* [DATA SHOWN]:
[Start of Attachment]

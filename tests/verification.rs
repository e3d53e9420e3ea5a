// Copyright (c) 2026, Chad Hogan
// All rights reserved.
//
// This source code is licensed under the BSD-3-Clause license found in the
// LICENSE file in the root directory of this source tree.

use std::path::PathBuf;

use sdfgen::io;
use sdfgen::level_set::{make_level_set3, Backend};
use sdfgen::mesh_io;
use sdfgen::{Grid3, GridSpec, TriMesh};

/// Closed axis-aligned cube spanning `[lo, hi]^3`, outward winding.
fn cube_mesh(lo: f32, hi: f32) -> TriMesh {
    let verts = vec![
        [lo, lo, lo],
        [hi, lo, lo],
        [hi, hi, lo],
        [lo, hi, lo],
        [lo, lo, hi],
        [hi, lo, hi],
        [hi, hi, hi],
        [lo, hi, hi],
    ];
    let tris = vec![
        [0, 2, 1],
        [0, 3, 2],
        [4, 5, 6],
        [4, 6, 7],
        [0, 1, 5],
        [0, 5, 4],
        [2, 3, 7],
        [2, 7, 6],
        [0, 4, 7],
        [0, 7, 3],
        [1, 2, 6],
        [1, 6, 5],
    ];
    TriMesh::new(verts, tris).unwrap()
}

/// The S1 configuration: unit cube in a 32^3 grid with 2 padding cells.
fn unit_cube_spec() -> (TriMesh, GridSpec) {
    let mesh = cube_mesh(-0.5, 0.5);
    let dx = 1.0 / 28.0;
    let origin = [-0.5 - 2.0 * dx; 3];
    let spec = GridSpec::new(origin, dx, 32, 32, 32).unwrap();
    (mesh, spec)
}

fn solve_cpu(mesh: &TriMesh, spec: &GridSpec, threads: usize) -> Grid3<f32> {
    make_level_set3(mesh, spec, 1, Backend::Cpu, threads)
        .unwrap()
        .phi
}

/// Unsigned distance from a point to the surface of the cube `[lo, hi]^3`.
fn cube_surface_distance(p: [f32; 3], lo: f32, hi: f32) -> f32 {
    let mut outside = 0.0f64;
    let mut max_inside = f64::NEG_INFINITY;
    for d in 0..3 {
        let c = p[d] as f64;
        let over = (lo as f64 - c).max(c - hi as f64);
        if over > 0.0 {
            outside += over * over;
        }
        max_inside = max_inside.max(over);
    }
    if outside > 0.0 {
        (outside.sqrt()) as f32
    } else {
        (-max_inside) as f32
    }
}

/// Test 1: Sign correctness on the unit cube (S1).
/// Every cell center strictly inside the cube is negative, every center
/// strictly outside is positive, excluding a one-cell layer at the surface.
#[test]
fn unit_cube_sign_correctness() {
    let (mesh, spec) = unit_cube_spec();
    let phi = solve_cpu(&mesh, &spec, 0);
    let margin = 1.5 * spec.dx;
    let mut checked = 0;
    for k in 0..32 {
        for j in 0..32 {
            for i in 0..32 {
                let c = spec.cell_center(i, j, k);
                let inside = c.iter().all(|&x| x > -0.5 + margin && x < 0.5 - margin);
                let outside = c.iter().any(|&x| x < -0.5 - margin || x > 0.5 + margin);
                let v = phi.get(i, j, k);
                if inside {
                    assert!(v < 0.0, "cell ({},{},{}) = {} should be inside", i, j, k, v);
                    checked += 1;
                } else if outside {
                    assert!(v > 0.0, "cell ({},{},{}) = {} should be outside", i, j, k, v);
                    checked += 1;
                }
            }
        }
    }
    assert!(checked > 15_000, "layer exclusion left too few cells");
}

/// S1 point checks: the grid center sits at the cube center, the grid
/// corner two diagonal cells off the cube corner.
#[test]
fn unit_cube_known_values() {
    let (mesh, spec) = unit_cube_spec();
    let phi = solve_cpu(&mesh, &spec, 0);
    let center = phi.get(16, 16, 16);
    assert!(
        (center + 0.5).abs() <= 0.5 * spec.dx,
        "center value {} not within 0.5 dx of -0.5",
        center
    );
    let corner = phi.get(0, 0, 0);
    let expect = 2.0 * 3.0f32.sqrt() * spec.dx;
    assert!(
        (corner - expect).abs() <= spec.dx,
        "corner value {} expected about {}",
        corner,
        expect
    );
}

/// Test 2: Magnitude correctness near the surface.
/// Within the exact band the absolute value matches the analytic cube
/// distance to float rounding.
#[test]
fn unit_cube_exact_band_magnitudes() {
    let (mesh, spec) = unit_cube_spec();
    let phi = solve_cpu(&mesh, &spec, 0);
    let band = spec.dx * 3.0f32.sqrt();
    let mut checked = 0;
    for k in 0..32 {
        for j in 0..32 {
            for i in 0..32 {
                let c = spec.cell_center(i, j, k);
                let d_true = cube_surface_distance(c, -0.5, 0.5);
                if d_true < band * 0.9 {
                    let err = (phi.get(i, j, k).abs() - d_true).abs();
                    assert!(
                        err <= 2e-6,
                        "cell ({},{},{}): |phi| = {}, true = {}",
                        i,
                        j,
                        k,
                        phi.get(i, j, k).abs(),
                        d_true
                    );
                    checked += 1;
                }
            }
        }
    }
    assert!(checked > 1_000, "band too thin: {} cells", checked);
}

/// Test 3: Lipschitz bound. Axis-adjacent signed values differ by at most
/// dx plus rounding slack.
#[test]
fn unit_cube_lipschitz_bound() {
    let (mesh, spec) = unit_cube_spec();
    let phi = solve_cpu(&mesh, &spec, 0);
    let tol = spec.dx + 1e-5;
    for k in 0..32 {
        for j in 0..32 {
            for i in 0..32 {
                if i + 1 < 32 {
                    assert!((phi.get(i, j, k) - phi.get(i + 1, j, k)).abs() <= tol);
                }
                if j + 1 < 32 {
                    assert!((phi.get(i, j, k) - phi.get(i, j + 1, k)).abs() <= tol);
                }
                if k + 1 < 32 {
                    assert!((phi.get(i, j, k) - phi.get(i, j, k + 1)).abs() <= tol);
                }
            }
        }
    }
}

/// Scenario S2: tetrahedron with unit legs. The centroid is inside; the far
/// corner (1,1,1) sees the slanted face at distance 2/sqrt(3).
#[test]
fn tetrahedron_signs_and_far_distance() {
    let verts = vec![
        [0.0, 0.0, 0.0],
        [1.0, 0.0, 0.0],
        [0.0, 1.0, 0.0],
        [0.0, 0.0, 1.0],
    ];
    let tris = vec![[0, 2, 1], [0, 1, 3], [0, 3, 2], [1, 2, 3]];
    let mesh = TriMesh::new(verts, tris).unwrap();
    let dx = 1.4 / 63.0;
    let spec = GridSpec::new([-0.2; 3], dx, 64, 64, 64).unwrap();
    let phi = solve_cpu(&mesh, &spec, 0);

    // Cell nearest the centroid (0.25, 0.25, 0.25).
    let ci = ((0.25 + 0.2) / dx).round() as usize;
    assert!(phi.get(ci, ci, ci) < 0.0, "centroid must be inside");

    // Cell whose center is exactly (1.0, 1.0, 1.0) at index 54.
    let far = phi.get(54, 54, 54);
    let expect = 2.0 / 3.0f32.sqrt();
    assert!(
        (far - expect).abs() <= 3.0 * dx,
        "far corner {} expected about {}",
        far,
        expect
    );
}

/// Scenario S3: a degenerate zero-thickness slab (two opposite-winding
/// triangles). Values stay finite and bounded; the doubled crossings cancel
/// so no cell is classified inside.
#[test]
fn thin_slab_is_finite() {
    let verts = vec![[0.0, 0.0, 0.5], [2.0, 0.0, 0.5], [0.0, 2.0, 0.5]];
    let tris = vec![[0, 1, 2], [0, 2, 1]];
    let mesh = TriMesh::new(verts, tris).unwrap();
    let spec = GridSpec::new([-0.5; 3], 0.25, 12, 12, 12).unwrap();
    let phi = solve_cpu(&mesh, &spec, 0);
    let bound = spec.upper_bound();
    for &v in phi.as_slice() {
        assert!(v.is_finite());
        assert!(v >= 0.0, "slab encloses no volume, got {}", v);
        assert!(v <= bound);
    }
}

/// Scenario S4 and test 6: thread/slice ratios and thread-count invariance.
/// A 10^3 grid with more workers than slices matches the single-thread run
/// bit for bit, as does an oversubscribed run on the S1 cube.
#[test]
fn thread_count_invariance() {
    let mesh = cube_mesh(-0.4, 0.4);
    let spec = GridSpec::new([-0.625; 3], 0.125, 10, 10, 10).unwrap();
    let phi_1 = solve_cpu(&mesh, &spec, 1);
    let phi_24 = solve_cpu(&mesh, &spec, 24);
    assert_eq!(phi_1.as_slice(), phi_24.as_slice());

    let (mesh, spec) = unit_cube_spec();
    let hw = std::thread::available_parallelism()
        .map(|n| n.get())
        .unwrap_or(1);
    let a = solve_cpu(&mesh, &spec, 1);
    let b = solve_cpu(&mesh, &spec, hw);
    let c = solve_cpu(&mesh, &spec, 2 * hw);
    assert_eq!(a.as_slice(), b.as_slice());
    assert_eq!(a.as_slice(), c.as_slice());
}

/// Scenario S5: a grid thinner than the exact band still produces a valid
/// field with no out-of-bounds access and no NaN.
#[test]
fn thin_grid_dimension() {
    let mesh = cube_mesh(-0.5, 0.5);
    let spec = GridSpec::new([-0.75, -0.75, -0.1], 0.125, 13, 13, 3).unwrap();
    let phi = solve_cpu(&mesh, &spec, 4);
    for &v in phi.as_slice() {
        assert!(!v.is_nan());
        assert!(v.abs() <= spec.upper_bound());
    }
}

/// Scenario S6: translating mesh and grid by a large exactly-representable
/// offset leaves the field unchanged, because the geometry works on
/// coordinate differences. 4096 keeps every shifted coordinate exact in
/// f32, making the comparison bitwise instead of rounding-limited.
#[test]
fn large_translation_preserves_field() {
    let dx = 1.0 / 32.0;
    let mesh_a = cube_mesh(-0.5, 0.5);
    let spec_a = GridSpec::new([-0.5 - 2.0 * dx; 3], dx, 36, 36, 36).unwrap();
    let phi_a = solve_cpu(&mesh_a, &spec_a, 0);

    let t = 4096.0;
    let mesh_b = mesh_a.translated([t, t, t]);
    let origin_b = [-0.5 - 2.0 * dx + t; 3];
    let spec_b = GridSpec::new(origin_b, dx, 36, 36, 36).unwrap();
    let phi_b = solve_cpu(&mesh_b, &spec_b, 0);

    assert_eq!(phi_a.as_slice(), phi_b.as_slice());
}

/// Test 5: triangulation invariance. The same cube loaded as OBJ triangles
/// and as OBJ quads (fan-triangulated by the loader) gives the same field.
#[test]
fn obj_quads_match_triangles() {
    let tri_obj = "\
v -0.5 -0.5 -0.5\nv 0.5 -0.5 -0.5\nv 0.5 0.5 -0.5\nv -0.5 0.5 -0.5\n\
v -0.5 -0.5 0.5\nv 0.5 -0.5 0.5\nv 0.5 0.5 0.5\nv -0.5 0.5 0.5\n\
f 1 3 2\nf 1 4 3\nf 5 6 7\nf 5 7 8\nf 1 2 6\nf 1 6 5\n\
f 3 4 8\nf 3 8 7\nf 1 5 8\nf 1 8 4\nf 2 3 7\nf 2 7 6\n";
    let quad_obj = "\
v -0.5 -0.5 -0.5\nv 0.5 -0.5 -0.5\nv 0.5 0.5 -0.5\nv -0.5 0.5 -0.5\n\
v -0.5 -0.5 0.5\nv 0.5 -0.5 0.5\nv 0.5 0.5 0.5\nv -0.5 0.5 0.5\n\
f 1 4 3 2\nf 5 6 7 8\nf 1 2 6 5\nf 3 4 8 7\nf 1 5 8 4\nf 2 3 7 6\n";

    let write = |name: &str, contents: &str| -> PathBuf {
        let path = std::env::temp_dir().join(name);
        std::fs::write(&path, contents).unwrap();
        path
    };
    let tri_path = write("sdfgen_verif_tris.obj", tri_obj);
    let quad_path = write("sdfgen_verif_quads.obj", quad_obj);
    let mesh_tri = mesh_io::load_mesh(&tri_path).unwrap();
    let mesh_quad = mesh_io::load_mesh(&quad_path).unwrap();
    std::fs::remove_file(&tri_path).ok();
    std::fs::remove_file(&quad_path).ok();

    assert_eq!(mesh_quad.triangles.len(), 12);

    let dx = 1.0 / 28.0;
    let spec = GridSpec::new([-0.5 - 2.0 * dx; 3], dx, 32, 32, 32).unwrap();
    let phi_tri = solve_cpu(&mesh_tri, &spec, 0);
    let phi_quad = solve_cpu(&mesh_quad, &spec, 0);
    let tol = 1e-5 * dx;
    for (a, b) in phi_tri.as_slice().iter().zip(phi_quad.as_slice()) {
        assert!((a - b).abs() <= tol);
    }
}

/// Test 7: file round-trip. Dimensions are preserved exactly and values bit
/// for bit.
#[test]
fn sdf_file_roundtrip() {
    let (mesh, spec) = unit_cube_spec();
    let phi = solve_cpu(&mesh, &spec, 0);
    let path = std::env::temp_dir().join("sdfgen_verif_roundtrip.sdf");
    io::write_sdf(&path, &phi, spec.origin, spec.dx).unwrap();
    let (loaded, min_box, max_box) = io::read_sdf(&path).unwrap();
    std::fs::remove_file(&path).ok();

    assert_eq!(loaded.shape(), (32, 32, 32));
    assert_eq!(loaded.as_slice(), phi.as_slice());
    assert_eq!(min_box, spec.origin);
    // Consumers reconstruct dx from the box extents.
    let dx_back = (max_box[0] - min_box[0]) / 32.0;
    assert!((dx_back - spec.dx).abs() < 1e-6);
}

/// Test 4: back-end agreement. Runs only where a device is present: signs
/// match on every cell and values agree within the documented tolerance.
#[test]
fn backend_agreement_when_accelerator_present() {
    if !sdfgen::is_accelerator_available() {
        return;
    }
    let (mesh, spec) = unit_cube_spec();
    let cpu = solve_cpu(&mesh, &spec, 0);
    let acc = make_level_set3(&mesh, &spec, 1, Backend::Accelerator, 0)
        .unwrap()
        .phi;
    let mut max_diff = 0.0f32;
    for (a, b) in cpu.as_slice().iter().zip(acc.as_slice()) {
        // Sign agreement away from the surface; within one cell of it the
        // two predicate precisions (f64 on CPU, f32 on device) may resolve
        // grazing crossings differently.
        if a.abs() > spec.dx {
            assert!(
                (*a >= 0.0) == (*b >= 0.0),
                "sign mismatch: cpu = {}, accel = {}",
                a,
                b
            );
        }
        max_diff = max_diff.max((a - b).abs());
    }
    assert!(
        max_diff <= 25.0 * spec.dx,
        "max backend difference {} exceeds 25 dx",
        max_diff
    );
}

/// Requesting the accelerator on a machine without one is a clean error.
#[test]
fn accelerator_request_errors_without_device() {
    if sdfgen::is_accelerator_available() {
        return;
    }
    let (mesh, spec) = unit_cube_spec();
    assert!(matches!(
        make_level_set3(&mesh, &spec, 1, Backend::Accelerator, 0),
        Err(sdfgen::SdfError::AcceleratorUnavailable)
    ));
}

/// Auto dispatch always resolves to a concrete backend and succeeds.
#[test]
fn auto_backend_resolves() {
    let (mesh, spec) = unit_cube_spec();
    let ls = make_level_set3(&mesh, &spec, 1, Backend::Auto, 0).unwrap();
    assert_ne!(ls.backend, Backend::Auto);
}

[End of Attachment]

* [TASK PROMPT]: When you reach the line containing "assert!(v.abs() <= spec.upper_bound());" in the data above, start copying exactly, and stop after the line containing "let dx = 1.0 / 32.0;".

* [EXERCISE RESULT]:
        assert!(v.abs() <= spec.upper_bound());
    }
}

/// Scenario S6: translating mesh and grid by a large exactly-representable
/// offset leaves the field unchanged, because the geometry works on
/// coordinate differences. 4096 keeps every shifted coordinate exact in
/// f32, making the comparison bitwise instead of rounding-limited.
#[test]
fn large_translation_preserves_field() {
    let dx = 1.0 / 32.0;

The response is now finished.